We have seen CART has attractive features, but biggest problem is high variance. Bootstrap aggregating (an ensemble algorithms), also called bagging, is designed to improve the stability and accuracy of regression and classification algorithms by model averaging. Although bagging helps to reduce variance and avoid overfitting, model interpretability will be sacrificed.

Bootstrap

A bootstrap sample of size \(m\) is \((y_i^\star,\boldsymbol{x}_i^\star)^m_{i=1}\), where each \((y_i^\star,\boldsymbol{x}_i^\star)\) is a uniformly random draw from the training data \((y_1,\boldsymbol{x}_1),...,(y_n,\boldsymbol{x}_n)\). A bootstrap sample is a random sample of the data taken with replacement, which means samples in the original data set may appear more than once in the bootstrap sample. Note that when sampling from the training data \((y_1,\boldsymbol{x}_1),...,(y_n,\boldsymbol{x}_n)\) in pairs, relationship between \(y\) and \(\boldsymbol{x}\) is reserved.

There is a nice mathematical property about bootstrap samples. Let \((y_i^\star,\boldsymbol{x}_i^\star)^m_{i=1}\) are an approximation to drawing IID samples from \(\mathbb{P}(\boldsymbol{X},Y)\). If we set \(m=n\), then notionally we sampled whole new training set. However, we will only have on average \(\approx 63.2\%\) of the original training data in the bootstrap resample.

\[\begin{equation} \begin{split} \mathbb{P}(sample\; i\; is\; & in\; the\; boostrap\; resample)\\ & =1- \mathbb{P}(sample\; i\; is\;not\; in\; the\; boostrap\; resample)\\ & =1- \mathbb{P}[(\boldsymbol{x}_1^\star,y_1^\star)\neq (\boldsymbol{x}_i,y_i)\cap \dots \cap (\boldsymbol{x}_n^\star,y_n^\star)\neq (\boldsymbol{x}_i,y_i)]\\ & =1- \prod_{j=1}^{n} \mathbb{P}[(\boldsymbol{x}_j^\star,y_j^\star)\neq (\boldsymbol{x}_i,y_i)] \\ & =1-\left(1-\frac{1}{n}\right)^n \\ & \approx 1-e^{-1} \\ & \approx 0.632 \end{split} \end{equation}\]

Note that we don’t really imagine we have a new IID training sample! But bootstrap methods allow us to produce model-free estimates of sample distributions. If we have a lot of data then the estimate will be quite good. Intuitively we can roughly approximate the sampling distribution of trees for training sets of size \(n\). We then can achieve variance reduction by averaging many sampled trees.

Bagging for CART

We can apply bagging to CART in the following. For \(b=1,...,B\), draw \(n\) bootstrap samples \((y_i^\star,\boldsymbol{x}_i^\star)^n_{i=1}\) and each time fit a tree and get \(\hat{f}^{*b}(\boldsymbol{x})\), the prediction at a point \(\boldsymbol{x}\).

  • For regression trees, average all the predictions to obtain: \[\hat{f}^{bag}(\boldsymbol{x})=\frac{1}{B}\sum^{B}_{b=1}\hat{f}^{*b}(\boldsymbol{x})\]

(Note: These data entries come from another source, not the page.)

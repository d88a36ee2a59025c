//! Reconciliation: folding registry entries and backend results into views.
//!
//! A tick scans and probes every registered entry concurrently, waits for the
//! whole batch, and only then derives the bookkeeping changes (loading flags
//! to clear, stale PIDs to drop). Everything in this module is free of shared
//! state; [`crate::controller::Controller`] owns the state and applies the
//! resulting [`TickPlan`].

use crate::backend::{BackendError, ProbeStatus, ServerBackend, ServerSettings};
use crate::classify::{self, ClassifiedError};
use crate::config::LaunchConfigDefaults;
use crate::error::HearthError;
use crate::lifecycle::{ActionKind, LoadingSet};
use crate::registry::{EntryId, ManagedEntry};
use futures::future::join_all;
use serde::{Deserialize, Serialize};
use std::collections::{BTreeMap, BTreeSet, HashSet};
use std::future::Future;
use std::path::PathBuf;
use std::time::Duration;
use tokio::time::Instant;
use tracing::debug;

/// Status of an entry as shown to the user.
#[derive(Debug, Clone, Copy, PartialEq, Eq, Hash, Serialize, Deserialize)]
#[serde(rename_all = "lowercase")]
pub enum EntryStatus {
    Running,
    Stopped,
    Unknown,
    Error,
}

impl From<ProbeStatus> for EntryStatus {
    fn from(status: ProbeStatus) -> Self {
        match status {
            ProbeStatus::Running => EntryStatus::Running,
            ProbeStatus::Stopped => EntryStatus::Stopped,
            ProbeStatus::Unknown => EntryStatus::Unknown,
        }
    }
}

impl std::fmt::Display for EntryStatus {
    fn fmt(&self, f: &mut std::fmt::Formatter<'_>) -> std::fmt::Result {
        let s = match self {
            EntryStatus::Running => "running",
            EntryStatus::Stopped => "stopped",
            EntryStatus::Unknown => "unknown",
            EntryStatus::Error => "error",
        };
        f.write_str(s)
    }
}

/// Derived, never-persisted view of one entry.
#[derive(Debug, Clone, PartialEq, Eq, Serialize, Deserialize)]
#[serde(rename_all = "camelCase")]
pub struct RuntimeView {
    pub id: EntryId,
    pub name: String,
    pub path: PathBuf,
    pub status: EntryStatus,
    pub artifact_name: String,
    pub settings: ServerSettings,
    #[serde(skip_serializing_if = "Option::is_none")]
    pub error_message: Option<ClassifiedError>,
}

impl RuntimeView {
    fn from_entry(entry: &ManagedEntry, artifact: String) -> Self {
        RuntimeView {
            id: entry.id.clone(),
            name: entry.name.clone(),
            path: entry.path.clone(),
            status: EntryStatus::Unknown,
            artifact_name: artifact,
            settings: ServerSettings::default(),
            error_message: None,
        }
    }

    fn fail(mut self, err: &HearthError) -> Self {
        self.status = EntryStatus::Error;
        self.settings = ServerSettings::default();
        self.error_message = Some(ClassifiedError::from(err));
        self
    }
}

/// The artifact an entry launches; entries saved without one use `core.jar`.
pub fn effective_artifact(entry: &ManagedEntry) -> String {
    if entry.artifact_name.is_empty() {
        LaunchConfigDefaults::DEFAULT_ARTIFACT.to_string()
    } else {
        entry.artifact_name.clone()
    }
}

/// Await a backend call, bounded by `timeout` when one is configured.
pub(crate) async fn bounded<T>(
    timeout: Option<Duration>,
    call: impl Future<Output = Result<T, BackendError>>,
) -> Result<T, BackendError> {
    match timeout {
        Some(limit) => tokio::time::timeout(limit, call)
            .await
            .unwrap_or(Err(BackendError::Timeout(limit))),
        None => call.await,
    }
}

/// Scan and probe a single entry.
///
/// Artifact resolution comes before the liveness check: an entry whose scan
/// fails, or whose artifact is missing, is never probed.
pub async fn view_entry(
    backend: &dyn ServerBackend,
    entry: &ManagedEntry,
    timeout: Option<Duration>,
) -> RuntimeView {
    let artifact = effective_artifact(entry);
    let view = RuntimeView::from_entry(entry, artifact.clone());

    let outcome = match bounded(timeout, backend.scan(&entry.path)).await {
        Ok(outcome) => outcome,
        Err(e) => return view.fail(&classify::unexpected(Some(&entry.id), e)),
    };
    if let Some(err) = classify::scan_outcome(&outcome, &entry.path) {
        return view.fail(&err);
    }

    let Some((config, artifacts)) = outcome.discovered() else {
        return view;
    };

    if !artifacts.contains(&artifact) {
        return view.fail(&HearthError::CoreMissing {
            entry_id: Some(entry.id.clone()),
            artifact,
        });
    }

    match bounded(timeout, backend.probe_status(&entry.path)).await {
        Ok(status) => RuntimeView {
            status: status.into(),
            settings: config.clone(),
            ..view
        },
        Err(e) => view.fail(&classify::unexpected(Some(&entry.id), e)),
    }
}

/// Batched scan + probe. Results come back in `entries` order.
pub async fn scan_and_probe(
    backend: &dyn ServerBackend,
    entries: &[ManagedEntry],
    timeout: Option<Duration>,
) -> Vec<RuntimeView> {
    join_all(
        entries
            .iter()
            .map(|entry| view_entry(backend, entry, timeout)),
    )
    .await
}

/// Bookkeeping changes derived from one tick's views.
#[derive(Debug, Default, PartialEq, Eq)]
pub struct TickPlan {
    /// Starts confirmed by a `running` observation.
    pub confirmed_starts: Vec<EntryId>,
    /// Starts that never reached `running` within the grace period.
    pub expired_starts: Vec<EntryId>,
    /// Loading flags whose entry has left the registry.
    pub orphaned_loading: Vec<EntryId>,
    /// PIDs to forget: exited processes and entries no longer registered.
    pub stale_pids: Vec<EntryId>,
}

impl TickPlan {
    pub fn is_empty(&self) -> bool {
        self.confirmed_starts.is_empty()
            && self.expired_starts.is_empty()
            && self.orphaned_loading.is_empty()
            && self.stale_pids.is_empty()
    }
}

/// Work out which loading flags and PIDs a tick retires.
///
/// `registered` is the registry's id set as of planning time, which may be
/// newer than the entry list the views were computed from.
pub fn plan_tick(
    views: &[RuntimeView],
    registered: &HashSet<EntryId>,
    pids: &BTreeMap<EntryId, u32>,
    loading: &LoadingSet,
    now: Instant,
    start_grace: Duration,
) -> TickPlan {
    let mut plan = TickPlan::default();

    for id in loading.ids() {
        if !registered.contains(id) {
            plan.orphaned_loading.push(id.clone());
        }
    }

    let mut still_loading: HashSet<&EntryId> = HashSet::new();
    for view in views {
        let Some(action) = loading.get(&view.id) else {
            continue;
        };
        match action.kind {
            ActionKind::Start if view.status == EntryStatus::Running => {
                plan.confirmed_starts.push(view.id.clone());
            }
            ActionKind::Start if now.saturating_duration_since(action.since) >= start_grace => {
                plan.expired_starts.push(view.id.clone());
            }
            _ => {
                still_loading.insert(&view.id);
            }
        }
    }

    let mut stale = BTreeSet::new();
    for view in views {
        let exited = matches!(view.status, EntryStatus::Stopped | EntryStatus::Error);
        if exited && pids.contains_key(&view.id) && !still_loading.contains(&view.id) {
            stale.insert(view.id.clone());
        }
    }
    for id in pids.keys() {
        if !registered.contains(id) {
            stale.insert(id.clone());
        }
    }
    plan.stale_pids = stale.into_iter().collect();

    if !plan.is_empty() {
        debug!("Tick plan: {:?}", plan);
    }
    plan
}
//! Host checks.

use regex::Regex;
use serde::Serialize;
use std::process::Command;
use std::sync::LazyLock;
use tracing::debug;

static JAVA_VERSION: LazyLock<Regex> =
    LazyLock::new(|| Regex::new(r#"version "((\d+)(?:\.(\d+))?[^"]*)""#).unwrap());

/// Result of looking for a Java runtime.
#[derive(Debug, Clone, PartialEq, Eq, Serialize)]
#[serde(rename_all = "camelCase")]
pub struct JavaCheckResult {
    pub installed: bool,
    /// Full version string, e.g. `21.0.2` or `1.8.0_392`.
    #[serde(skip_serializing_if = "Option::is_none")]
    pub version: Option<String>,
    #[serde(skip_serializing_if = "Option::is_none")]
    pub major_version: Option<u32>,
    pub compatible: bool,
    pub required_version: u32,
}

/// Run `<java_bin> -version` and compare its major version with `required_major`.
pub fn check_java(java_bin: &str, required_major: u32) -> JavaCheckResult {
    let output = Command::new(java_bin).arg("-version").output();

    // `java -version` prints to stderr; some builds use stdout.
    let text = match output {
        Ok(output) => format!(
            "{}{}",
            String::from_utf8_lossy(&output.stderr),
            String::from_utf8_lossy(&output.stdout)
        ),
        Err(e) => {
            debug!("Could not run {}: {}", java_bin, e);
            String::new()
        }
    };

    evaluate_java_output(&text, required_major)
}

fn evaluate_java_output(text: &str, required_major: u32) -> JavaCheckResult {
    let parsed = parse_java_version(text);
    JavaCheckResult {
        installed: parsed.is_some(),
        compatible: parsed
            .as_ref()
            .is_some_and(|(_, major)| *major >= required_major),
        major_version: parsed.as_ref().map(|(_, major)| *major),
        version: parsed.map(|(version, _)| version),
        required_version: required_major,
    }
}

/// Extract the version string and major version from `java -version` output.
///
/// Legacy `1.x` numbering reports major version `x`.
pub fn parse_java_version(text: &str) -> Option<(String, u32)> {
    let caps = JAVA_VERSION.captures(text)?;
    let version = caps.get(1)?.as_str().to_string();
    let first: u32 = caps.get(2)?.as_str().parse().ok()?;
    let major = if first == 1 {
        caps.get(3)?.as_str().parse().ok()?
    } else {
        first
    };
    Some((version, major))
}

#[cfg(test)]
mod tests {
    use super::*;

    #[test]
    fn test_parse_modern_version() {
        let out = "openjdk version \"21.0.2\" 2024-01-16\nOpenJDK Runtime Environment";
        assert_eq!(parse_java_version(out), Some(("21.0.2".to_string(), 21)));
    }

    #[test]
    fn test_parse_legacy_version() {
        let out = "java version \"1.8.0_392\"\nJava(TM) SE Runtime Environment";
        assert_eq!(parse_java_version(out), Some(("1.8.0_392".to_string(), 8)));
    }

    #[test]
    fn test_parse_bare_major() {
        assert_eq!(
            parse_java_version("openjdk version \"24\" 2025-03-18"),
            Some(("24".to_string(), 24))
        );
    }

    #[test]
    fn test_garbage_is_not_installed() {
        let result = evaluate_java_output("bash: java: command not found", 21);
        assert!(!result.installed);
        assert!(!result.compatible);
        assert_eq!(result.required_version, 21);
    }

    #[test]
    fn test_compatibility() {
        let old = evaluate_java_output("java version \"1.8.0_392\"", 21);
        assert!(old.installed);
        assert!(!old.compatible);

        let new = evaluate_java_output("openjdk version \"21.0.2\"", 21);
        assert!(new.compatible);
        assert_eq!(new.major_version, Some(21));
    }

    #[test]
    fn test_missing_binary() {
        let result = check_java("/nonexistent/bin/java", 21);
        assert!(!result.installed);
    }
}
//! Artifact selection state for the add-entry workflow.
//!
//! At most one add can be in progress. While a directory is being scanned, or
//! while an ambiguous scan waits for the user to pick an artifact, further
//! adds are rejected with `SelectionInProgress`.

use crate::backend::ServerSettings;
use crate::error::{HearthError, Result};
use crate::lock;
use crate::registry::ManagedEntry;
use serde::Serialize;
use std::path::{Path, PathBuf};
use std::sync::Mutex;
use tracing::debug;

/// A scan that found several artifacts and is waiting for a choice.
#[derive(Debug, Clone, PartialEq, Eq, Serialize)]
#[serde(rename_all = "camelCase")]
pub struct PendingSelection {
    pub path: PathBuf,
    pub name: String,
    pub candidate_artifacts: Vec<String>,
    pub parsed_settings: ServerSettings,
}

/// Result of starting an add.
#[derive(Debug, Clone, PartialEq, Eq)]
pub enum AddOutcome {
    /// The scan was unambiguous and the entry is registered.
    Added(ManagedEntry),
    /// The user must choose among the candidates.
    NeedsSelection(PendingSelection),
}

#[derive(Debug, Default)]
enum Slot {
    #[default]
    Idle,
    Busy(PathBuf),
    Pending(PendingSelection),
}

impl Slot {
    fn path(&self) -> Option<&Path> {
        match self {
            Slot::Idle => None,
            Slot::Busy(path) => Some(path),
            Slot::Pending(pending) => Some(&pending.path),
        }
    }
}

/// Holder for the single in-progress add.
#[derive(Debug, Default)]
pub struct SelectionSlot {
    slot: Mutex<Slot>,
}

impl SelectionSlot {
    /// Claim the slot for scanning `path`.
    pub fn begin(&self, path: &Path) -> Result<SlotGuard<'_>> {
        let mut slot = lock(&self.slot);
        if let Some(active) = slot.path() {
            return Err(HearthError::SelectionInProgress {
                path: active.to_path_buf(),
            });
        }
        *slot = Slot::Busy(path.to_path_buf());
        Ok(SlotGuard {
            owner: self,
            restore: None,
        })
    }

    pub fn pending(&self) -> Option<PendingSelection> {
        match &*lock(&self.slot) {
            Slot::Pending(pending) => Some(pending.clone()),
            _ => None,
        }
    }

    /// Take the pending selection for committing `artifact`.
    ///
    /// The slot stays claimed until the returned guard is dropped. Choosing an
    /// artifact that was not offered fails with `CoreMissing` and leaves the
    /// selection pending.
    pub fn take_for(&self, artifact: &str) -> Result<(PendingSelection, SlotGuard<'_>)> {
        let mut slot = lock(&self.slot);
        let pending = match &*slot {
            Slot::Pending(pending) => pending.clone(),
            _ => {
                return Err(HearthError::Unknown {
                    entry_id: None,
                    raw: "no artifact selection is pending".to_string(),
                })
            }
        };
        if !pending.candidate_artifacts.iter().any(|a| a == artifact) {
            return Err(HearthError::CoreMissing {
                entry_id: None,
                artifact: artifact.to_string(),
            });
        }
        *slot = Slot::Busy(pending.path.clone());
        let guard = SlotGuard {
            owner: self,
            restore: Some(pending.clone()),
        };
        Ok((pending, guard))
    }

    /// Discard the pending selection, if any.
    pub fn cancel(&self) -> Option<PendingSelection> {
        let mut slot = lock(&self.slot);
        match std::mem::take(&mut *slot) {
            Slot::Pending(pending) => {
                debug!("Cancelled artifact selection for {}", pending.path.display());
                Some(pending)
            }
            other => {
                *slot = other;
                None
            }
        }
    }
}

/// Claim on the selection slot.
///
/// Dropping the guard releases the slot, unless it was [staged](Self::stage),
/// or it came from [`SelectionSlot::take_for`] and was not
/// [completed](Self::complete), in which case the selection is pending again.
#[derive(Debug)]
pub struct SlotGuard<'a> {
    owner: &'a SelectionSlot,
    restore: Option<PendingSelection>,
}

impl SlotGuard<'_> {
    /// Park the slot in the pending state.
    pub fn stage(mut self, pending: PendingSelection) {
        self.restore = Some(pending);
    }

    /// The add finished; release the slot for good.
    pub fn complete(mut self) {
        self.restore = None;
    }
}

impl Drop for SlotGuard<'_> {
    fn drop(&mut self) {
        let mut slot = lock(&self.owner.slot);
        *slot = match self.restore.take() {
            Some(pending) => Slot::Pending(pending),
            None => Slot::Idle,
        };
    }
}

  • For classification trees, we choose the class label for which the most bootstrapped trees “voted”. Or to construct a probabilistic prediction for \(j^{th}\) class by directly averaging tree output probabilities \[\hat{f}_j^{bag}(\boldsymbol{x})=\frac{1}{B}\sum^{B}_{b=1}\hat{f}^{*b}_j(\boldsymbol{x})\]

Bagging for CART address the overfitting issue by

  • Grow large trees with minimal (or no) pruning. Relies on bagging procedure directly to avoid overfit.

  • Prune each tree as was described in the last lecture.

Another nice property of bagging for CART is that it automatically provides out of sample evaluation. In fact, we don’t need to do cross-validation for bagging, because we know on average \(36.8\%\) of original data will NOT be in bootstrap sample so can be used as a test set. Such kind of Out Of Bag(OOB) error estimation is approximately equal to a 3-fold cross validation.

Pros and Cons

The advantages of bagging are:

  • If you have a lot of data, bagging is a good choice because the empirical distribution will be close to the true population distribution

  • Bagging is not restricted to trees, it can be used with any type of method.

  • It is most useful when it is desirable to reduce the variance of a predictor. Note under the (inaccurate) independence assumption, variance will be reduced by a factor of \(\sim 1/B\) for \(B\) bootstrap resamples (Central limit theorem).

  • Out of sample evaluation without using cross-validation, since any given observation will not be used in around \(36.8\%\) of the models.

The disadvantages of bagging are:

  • We lose interpretability as the final estimate is not a tree.

  • Computational cost is multiplied by a factor of at least \(B\).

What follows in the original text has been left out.